Sometimes you get breakthrough insights by looking in unexpected places.
I recently visited Saskatchewan looking for a Canadian healthcare example for my keynote talk at the recent AME (Association for Manufacturing Excellence) Conference in Toronto. I heard there were good things going on there led by Dan Florizone, a charismatic hospital CEO who was one of the first visitors to Virginia Mason Hospital in Seattle. He inspired other local hospitals to follow his example and was quickly called to become the Deputy Minister for Health (the top civil servant) for the Saskatchewan Provincial Government. Saskatchewan has about a million residents, which makes it a great place to do experiments.
Florizone’s next step was to establish a Province wide Hoshin to involve everyone from the top to the bottom of their healthcare system, which is now in its third year. When I got there they were into the next step on their lean journey, designing three new hospitals from scratch using 3P. They brought three groups of patients and hospital staff together in a warehouse to map the flows through the hospital and come up with the most efficient layout and build full-size cardboard mock-ups of the different room layouts. The architects and contractors were there only to observe until the final layout was agreed upon! Then they worked as partners to design and build each hospital in record time. We drove past the hospital being built in Moose Jaw and it is striking how much smaller it is than similar hospitals elsewhere. This will deliver big savings in both capital and running costs. If you watch the excellent videos of their 3P exercise you’ll get the spirit of what they are doing.

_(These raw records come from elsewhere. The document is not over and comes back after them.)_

//! Command-line interface module

use clap::{Parser, ValueEnum};
use std::path::{Path, PathBuf};
use std::time::Duration;

use crate::conversion::config::{parse_delimiter, DataFormat};
use crate::conversion::{ConversionConfig, ConversionResult};
use crate::error::ConversionError;
use crate::parser::InputSource;

pub mod path_mapping;

/// Main CLI arguments
#[derive(Parser, Debug, Clone)]
#[command(name = "tabconv")]
#[command(about = "Convert JSON arrays to CSV and CSV back to JSON")]
#[command(version)]
#[command(long_about = None)]
pub struct Args {
    /// Input file or directory (default: standard input)
    #[arg(short = 'i', long)]
    pub input_file: Option<PathBuf>,

    /// Output file or directory (default: standard output)
    #[arg(short = 'o', long)]
    pub output_file: Option<PathBuf>,

    /// Input format (default: from the input file extension)
    #[arg(long, value_enum)]
    pub input_format: Option<Format>,

    /// Output format (default: from the output file extension, else the other format)
    #[arg(long, value_enum)]
    pub output_format: Option<Format>,

    /// CSV delimiter: a single character, or comma, tab, pipe, semicolon
    #[arg(short, long, default_value = ",", value_parser = parse_delimiter)]
    pub delimiter: char,

    /// Fields to include in CSV output, in order (space separated)
    #[arg(short, long, num_args = 1..)]
    pub fields: Option<Vec<String>>,

    /// Flatten nested JSON objects into dotted column names
    #[arg(long)]
    pub flatten: bool,

    /// Read input from standard input
    #[arg(long, conflicts_with = "input_file")]
    pub stdin: bool,

    /// Write compact JSON instead of pretty-printing
    #[arg(long)]
    pub plain: bool,

    /// Fail on CSV lines that end inside a quoted field
    #[arg(long)]
    pub strict_quotes: bool,

    /// Recursively process directories
    #[arg(long)]
    pub recursive: bool,

    /// Continue converting other files when one file fails
    #[arg(long)]
    pub continue_on_error: bool,

    /// Maximum input size (e.g., 100MB, default: 100MB)
    #[arg(long)]
    pub memory_limit: Option<String>,

    /// Print conversion statistics to stderr
    #[arg(long)]
    pub stats: bool,

    /// Enable verbose logging
    #[arg(short, long)]
    pub verbose: bool,

    /// Suppress non-error output
    #[arg(short, long, conflicts_with = "verbose")]
    pub quiet: bool,
}

/// Format names accepted on the command line
#[derive(ValueEnum, Debug, Clone, Copy, PartialEq)]
pub enum Format {
    Json,
    Csv,
}

impl From<Format> for DataFormat {
    fn from(format: Format) -> Self {
        match format {
            Format::Json => DataFormat::Json,
            Format::Csv => DataFormat::Csv,
        }
    }
}

/// CLI configuration
#[derive(Debug, Clone)]
pub struct CliConfig {
    pub args: Args,
    pub conversion_config: ConversionConfig,
}

impl CliConfig {
    /// Create CLI configuration from arguments
    pub fn from_args(args: Args) -> ConversionResult<Self> {
        let conversion_config = Self::create_conversion_config(&args)?;

        Ok(Self {
            args,
            conversion_config,
        })
    }

    /// Build the conversion config, inferring formats from file extensions
    fn create_conversion_config(args: &Args) -> ConversionResult<ConversionConfig> {
        let input_format = resolve_input_format(args)?;
        let output_format = args
            .output_format
            .map(DataFormat::from)
            .or_else(|| args.output_file.as_deref().and_then(DataFormat::from_path))
            .unwrap_or_else(|| input_format.counterpart());

        let config = ConversionConfig {
            input_format,
            output_format,
            delimiter: args.delimiter,
            fields: args.fields.clone(),
            flatten: args.flatten,
            pretty: !args.plain,
            strict_quotes: args.strict_quotes,
            memory_limit: parse_memory_limit(&args.memory_limit)?,
            ..ConversionConfig::default()
        };

        config
            .validate()
            .map_err(ConversionError::configuration)?;

        Ok(config)
    }

    /// Check if we should continue on error
    pub fn continue_on_error(&self) -> bool {
        self.args.continue_on_error
    }

    pub fn is_quiet(&self) -> bool {
        self.args.quiet
    }

    /// Check if stats output is requested
    pub fn want_stats(&self) -> bool {
        self.args.stats
    }

    /// Input path when it names a directory
    pub fn input_directory(&self) -> Option<&Path> {
        self.args.input_file.as_deref().filter(|p| p.is_dir())
    }

    /// Where the input text comes from
    pub fn input_source(&self) -> InputSource {
        match &self.args.input_file {
            Some(path) if !self.args.stdin => InputSource::File(path.clone()),
            _ => InputSource::Stdin,
        }
    }

    /// Get input source description
    pub fn input_description(&self) -> String {
        match self.input_source() {
            InputSource::File(path) => format!("'{}'", path.display()),
            other => other.description(),
        }
    }

    /// Get output destination description
    pub fn output_description(&self) -> String {
        if let Some(output) = &self.args.output_file {
            format!("'{}'", output.display())
        } else {
            "standard output".to_string()
        }
    }
}

fn resolve_input_format(args: &Args) -> ConversionResult<DataFormat> {
    if let Some(format) = args.input_format {
        return Ok(format.into());
    }

    args.input_file
        .as_deref()
        .filter(|_| !args.stdin)
        .and_then(DataFormat::from_path)
        .ok_or_else(|| {
            ConversionError::configuration(
                "Cannot determine input format; use --input-format json|csv",
            )
        })
}

/// Parse memory limit string (e.g., "100MB", "1GB", "500KB")
fn parse_memory_limit(limit: &Option<String>) -> ConversionResult<usize> {
    const UNITS: &[(&str, f64)] = &[
        ("GB", 1024.0 * 1024.0 * 1024.0),
        ("MB", 1024.0 * 1024.0),
        ("KB", 1024.0),
        ("B", 1.0),
    ];

    let Some(raw) = limit else {
        return Ok(100 * 1024 * 1024); // 100MB default
    };
    let limit_str = raw.trim().to_uppercase();
    let invalid = || ConversionError::configuration(format!("Invalid memory limit: {}", raw));

    for (suffix, factor) in UNITS {
        if let Some(size) = limit_str.strip_suffix(suffix) {
            let value = size.trim().parse::<f64>().map_err(|_| invalid())?;
            return Ok((value * factor) as usize);
        }
    }

    // Assume bytes
    limit_str.parse::<usize>().map_err(|_| invalid())
}

/// CLI utilities and helpers
pub struct CliUtils;

impl CliUtils {
    /// Format a file size in human-readable format
    pub fn format_file_size(bytes: u64) -> String {
        const UNITS: &[&str] = &["B", "KB", "MB", "GB", "TB"];
        let mut size = bytes as f64;
        let mut unit_index = 0;

        while size >= 1024.0 && unit_index < UNITS.len() - 1 {
            size /= 1024.0;
            unit_index += 1;
        }

        if unit_index == 0 {
            format!("{} {}", bytes, UNITS[unit_index])
        } else {
            format!("{:.1} {}", size, UNITS[unit_index])
        }
    }

    /// Format a duration in human-readable format
    pub fn format_duration(duration: Duration) -> String {
        let total_millis = duration.as_millis();

        if total_millis < 1000 {
            format!("{}ms", total_millis)
        } else if total_millis < 60_000 {
            format!("{:.1}s", total_millis as f64 / 1000.0)
        } else {
            let minutes = total_millis / 60_000;
            let seconds = (total_millis % 60_000) / 1000;
            format!("{}m {}s", minutes, seconds)
        }
    }

    /// Create a progress bar for file processing
    pub fn create_progress_bar(total: u64) -> indicatif::ProgressBar {
        let pb = indicatif::ProgressBar::new(total);
        if let Ok(style) = indicatif::ProgressStyle::default_bar()
            .template("{spinner:.green} [{elapsed_precise}] [{wide_bar:.cyan/blue}] {pos}/{len} {msg}")
        {
            pb.set_style(style.progress_chars("#>-"));
        }
        pb
    }

    /// Show a success message (if not in quiet mode)
    pub fn show_success(message: &str, quiet: bool) {
        if !quiet {
            println!("✓ {}", message);
        }
    }

    /// Show an error message
    pub fn show_error(message: &str) {
        eprintln!("✗ {}", message);
    }

    /// Show a warning message (if not in quiet mode)
    pub fn show_warning(message: &str, quiet: bool) {
        if !quiet {
            eprintln!("⚠ {}", message);
        }
    }
}

/// Handle CLI errors with user-friendly messages
pub fn handle_error(error: &ConversionError) {
    CliUtils::show_error(&error.user_message());

    // Provide helpful suggestions
    match error {
        ConversionError::FormatError(_) => {
            eprintln!("\nTip: --input-format and --output-format must differ (json or csv)");
        }
        ConversionError::ParseError(err) => {
            if let Some(preview) = &err.input_preview {
                eprintln!("\n{}", preview);
            }
        }
        _ if error.to_string().contains("Input too large") => {
            eprintln!("\nTip: Use --memory-limit to increase the allowed input size");
        }
        _ => {}
    }

    eprintln!("\nTry 'tabconv --help' for usage information.");
}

Here’s the surprise. Two months before I arrived Florizone moved to become Deputy Minister for Education and Deputy Minister for Lean across Government in Saskatchewan. (He must be the first Lean Minister anywhere on the globe!) He took me to see the Province wide Hoshin outside the Premier’s office in their rather splendid parliament building in Regina. The interesting thing is that this Hoshin is not organized by Ministry but rather around key policy objectives, like reducing violent crime, healthy weights, early years, aboriginal attainment, etc. Below that are the contributions of each Ministry to achieving these objectives. This is the first initiative I have ever seen at really joined-up government.
And it’s not just at the top. I also met Dale McFee, a former Police Chief who is now the Deputy Minister for Corrections and Policing. He described the local action teams he set up across the Province to bring all the agencies together several times a week to review and act on local problems. These teams are able to focus help quickly and address the underlying problems of the few households that account for much of the petty crimes, absences from school, emergency admissions, etc.
Inspired by what I had seen in Saskatchewan I invited Dan Florizone to join me as a surprise guest on stage during my AME talk in Toronto. It was a great success. You can see and feel his positive energy watching the talk (as well as hear lessons from lean healthcare in Florence, Italy, and the UK). Dozens of people came up to me afterwards to tell me his appearance had given them hope that Lean might after all be possible in government! Two weeks later I invited representatives Solihull Metropolitan Council in the UK to describe their lean journey to UK Lean Summit attendees. They also serve just under a million citizens. They told a great story describing how they engaged staff to realize their work was about improving the lives of their citizens rather than simply “leaning” their services. The reaction of the audience was exactly the same as in Toronto: “This gives us hope that Lean can be done in government.”
I get a real sense that Lean is about to take off in local and city government around the world, just as it did in healthcare ten years ago. We already have many pioneering experiments in place. The inspiration that will give this movement momentum is learning how to truly involve citizens and mobilize the activities that will truly improve their lives, rather than seeing Lean simply as a way of delivering services more efficiently. This in turn opens up many new opportunities for building truly connected, lean communities in the decade ahead. Exciting stuff and a certainly a new lean frontier!